#[async_trait]
impl SocialStore for SqliteSocialStore {
    fn current_user(&self) -> Option<CurrentUser> {
        self.session.current()
    }

    async fn get_profile(&self, uid: &str) -> Result<Option<UserProfile>> {
        let uid = uid.to_string();
        let document: Option<String> = self
            .conn
            .call(move |conn| {
                let doc = conn
                    .query_row(
                        "SELECT document FROM profiles WHERE uid = ?1",
                        params![uid],
                        |row| row.get(0),
                    )
                    .optional()?;
                Ok(doc)
            })
            .await?;

        match document {
            Some(raw) => {
                let value: serde_json::Value = serde_json::from_str(&raw)?;
                Ok(Some(decode_profile(value)?))
            }
            None => Ok(None),
        }
    }

    async fn set_profile(&self, profile: &UserProfile) -> Result<()> {
        let uid = profile.uid.clone();
        let document = serde_json::to_string(&encode_profile(profile)?)?;
        self.conn
            .call(move |conn| {
                conn.execute(
                    "INSERT INTO profiles (uid, document) VALUES (?1, ?2)
                     ON CONFLICT(uid) DO UPDATE SET document = excluded.document",
                    params![uid, document],
                )?;
                Ok(())
            })
            .await?;
        Ok(())
    }

    async fn toggle_like(&self, article_id: &str) -> Result<bool> {
        self.toggle(Interactions::Likes, article_id).await
    }

    async fn like_count(&self, article_id: &str) -> Result<u32> {
        let article_id = article_id.to_string();
        let count = self
            .conn
            .call(move |conn| {
                let count: u32 = conn.query_row(
                    "SELECT COUNT(*) FROM likes WHERE article_id = ?1",
                    params![article_id],
                    |row| row.get(0),
                )?;
                Ok(count)
            })
            .await?;
        Ok(count)
    }

    async fn is_liked(&self, article_id: &str) -> Result<bool> {
        self.has(Interactions::Likes, article_id).await
    }

    async fn toggle_bookmark(&self, article_id: &str) -> Result<bool> {
        self.toggle(Interactions::Bookmarks, article_id).await
    }

    async fn is_bookmarked(&self, article_id: &str) -> Result<bool> {
        self.has(Interactions::Bookmarks, article_id).await
    }

    async fn user_bookmark_ids(&self) -> Result<Vec<String>> {
        let Some(user) = self.session.current() else {
            return Ok(Vec::new());
        };
        let ids = self
            .conn
            .call(move |conn| {
                let mut stmt = conn.prepare(
                    "SELECT article_id FROM bookmarks WHERE user_id = ?1 ORDER BY created_at",
                )?;
                let ids = stmt
                    .query_map(params![user.uid], |row| row.get::<_, String>(0))?
                    .collect::<std::result::Result<Vec<_>, _>>()?;
                Ok(ids)
            })
            .await?;
        Ok(ids)
    }

    async fn add_comment(&self, article_id: &str, comment: &Comment) -> Result<()> {
        let user = self.session.require()?;
        let mut record = CommentRecord::from(comment);
        record.article_id = Some(article_id.to_string());
        record.user_id = Some(user.uid);
        self.insert_comment_record(record).await
    }

    async fn list_comments(&self, article_id: &str) -> Result<Vec<Comment>> {
        let article_id = article_id.to_string();
        let records = self
            .conn
            .call(move |conn| {
                let mut stmt = conn.prepare(
                    "SELECT id, article_id, user_id, author_name, author_image, content, timestamp
                     FROM comments WHERE article_id = ?1",
                )?;
                let records = stmt
                    .query_map(params![article_id], |row| {
                        Ok(CommentRecord {
                            id: row.get(0)?,
                            article_id: row.get(1)?,
                            user_id: row.get(2)?,
                            author_name: row.get(3)?,
                            author_image: row.get(4)?,
                            content: row.get(5)?,
                            timestamp: row.get(6)?,
                        })
                    })?
                    .collect::<std::result::Result<Vec<_>, _>>()?;
                Ok(records)
            })
            .await?;
        Ok(decode_comments(records))
    }

    async fn count_comments(&self, article_id: &str) -> Result<u32> {
        // Counted from the decoded list so count and list agree.
        Ok(self.list_comments(article_id).await?.len() as u32)
    }
}

#[cfg(test)]
mod tests {
    use super::*;
    use crate::error::AppError;
    use tempfile::TempDir;

    fn comment(id: &str, content: &str, ts: &str) -> Comment {
        Comment {
            id: id.to_string(),
            author_name: "ana".to_string(),
            author_image: None,
            content: content.to_string(),
            timestamp: Some(ts.to_string()),
            article_id: String::new(),
            user_id: String::new(),
        }
    }

    #[tokio::test]
    async fn test_toggle_like_roundtrip() {
        let store = SqliteSocialStore::open_in_memory(Session::signed_in("u1", None))
            .await
            .unwrap();

        assert!(store.toggle_like("a1").await.unwrap());
        assert!(store.is_liked("a1").await.unwrap());
        assert_eq!(store.like_count("a1").await.unwrap(), 1);

        assert!(!store.toggle_like("a1").await.unwrap());
        assert!(!store.is_liked("a1").await.unwrap());
        assert_eq!(store.like_count("a1").await.unwrap(), 0);
    }

    #[tokio::test]
    async fn test_signed_out_writes_fail_and_reads_default() {
        let store = SqliteSocialStore::open_in_memory(Session::new()).await.unwrap();

        assert!(matches!(store.toggle_like("a1").await, Err(AppError::AuthRequired)));
        assert!(matches!(store.toggle_bookmark("a1").await, Err(AppError::AuthRequired)));
        assert!(!store.is_liked("a1").await.unwrap());
        assert!(store.user_bookmark_ids().await.unwrap().is_empty());
    }

    #[tokio::test]
    async fn test_bookmarks_persist_across_reopen() {
        let dir = TempDir::new().unwrap();
        let path = dir.path().join("social.db");

        {
            let store = SqliteSocialStore::open(&path, Session::signed_in("u1", None))
                .await
                .unwrap();
            store.toggle_bookmark("a1").await.unwrap();
            store.toggle_bookmark("a2").await.unwrap();
        }

        let store = SqliteSocialStore::open(&path, Session::signed_in("u1", None))
            .await
            .unwrap();
        let ids = store.user_bookmark_ids().await.unwrap();
        assert_eq!(ids.len(), 2);
        assert!(ids.contains(&"a1".to_string()));
        assert!(store.is_bookmarked("a2").await.unwrap());
    }

    #[tokio::test]
    async fn test_comments_list_and_count_agree() {
        let store = SqliteSocialStore::open_in_memory(Session::signed_in("u1", None))
            .await
            .unwrap();

        store.add_comment("a1", &comment("c1", "older", "100")).await.unwrap();
        store.add_comment("a1", &comment("c2", "newer", "200")).await.unwrap();
        store
            .insert_comment_record(CommentRecord {
                id: Some("broken".to_string()),
                article_id: Some("a1".to_string()),
                content: None,
                ..Default::default()
            })
            .await
            .unwrap();

        let comments = store.list_comments("a1").await.unwrap();
        assert_eq!(comments.len(), 2);
        assert_eq!(comments[0].id, "c2");
        assert_eq!(comments[0].user_id, "u1");
        assert_eq!(store.count_comments("a1").await.unwrap(), 2);
    }

    #[tokio::test]
    async fn test_whitespace_comment_is_neither_listed_nor_counted() {
        let store = SqliteSocialStore::open_in_memory(Session::signed_in("u1", None))
            .await
            .unwrap();
        store.add_comment("a1", &comment("c1", "kept", "100")).await.unwrap();
        store
            .insert_comment_record(CommentRecord {
                id: Some("blank".to_string()),
                article_id: Some("a1".to_string()),
                user_id: Some("u2".to_string()),
                content: Some("\t\n".to_string()),
                ..Default::default()
            })
            .await
            .unwrap();

        let comments = store.list_comments("a1").await.unwrap();
        assert_eq!(comments.len(), 1);
        assert_eq!(store.count_comments("a1").await.unwrap(), 1);
    }

    #[tokio::test]
    async fn test_toggles_do_not_collide_across_concatenated_keys() {
        let session = Session::signed_in("c", None);
        let store = SqliteSocialStore::open_in_memory(session.clone()).await.unwrap();
        assert!(store.toggle_like("ab").await.unwrap());
        assert!(store.toggle_bookmark("ab").await.unwrap());

        session.sign_in("bc", None);
        assert!(!store.is_liked("a").await.unwrap());
        assert!(store.toggle_like("a").await.unwrap());
        assert!(store.toggle_bookmark("a").await.unwrap());

        assert_eq!(store.like_count("ab").await.unwrap(), 1);
        assert_eq!(store.like_count("a").await.unwrap(), 1);
        assert_eq!(store.user_bookmark_ids().await.unwrap(), vec!["a".to_string()]);

        session.sign_in("c", None);
        assert!(store.is_liked("ab").await.unwrap());
        assert!(store.is_bookmarked("ab").await.unwrap());
    }

    #[tokio::test]
    async fn test_profile_upsert() {
        let store = SqliteSocialStore::open_in_memory(Session::new()).await.unwrap();
        assert!(store.get_profile("u1").await.unwrap().is_none());

        let mut profile = UserProfile {
            uid: "u1".to_string(),
            username: "ana".to_string(),
            ..Default::default()
        };
        store.set_profile(&profile).await.unwrap();
        profile.set_bookmarked("a9", true);
        store.set_profile(&profile).await.unwrap();

        assert_eq!(store.get_profile("u1").await.unwrap(), Some(profile));
    }
}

● ● ● ● ●

- WHAT YOU WILL DO
Where the word "records" shows up in a line of the entries above, copy that line.

- TASK OUTPUT
        let records = self
                let records = stmt
                Ok(records)
        Ok(decode_comments(records))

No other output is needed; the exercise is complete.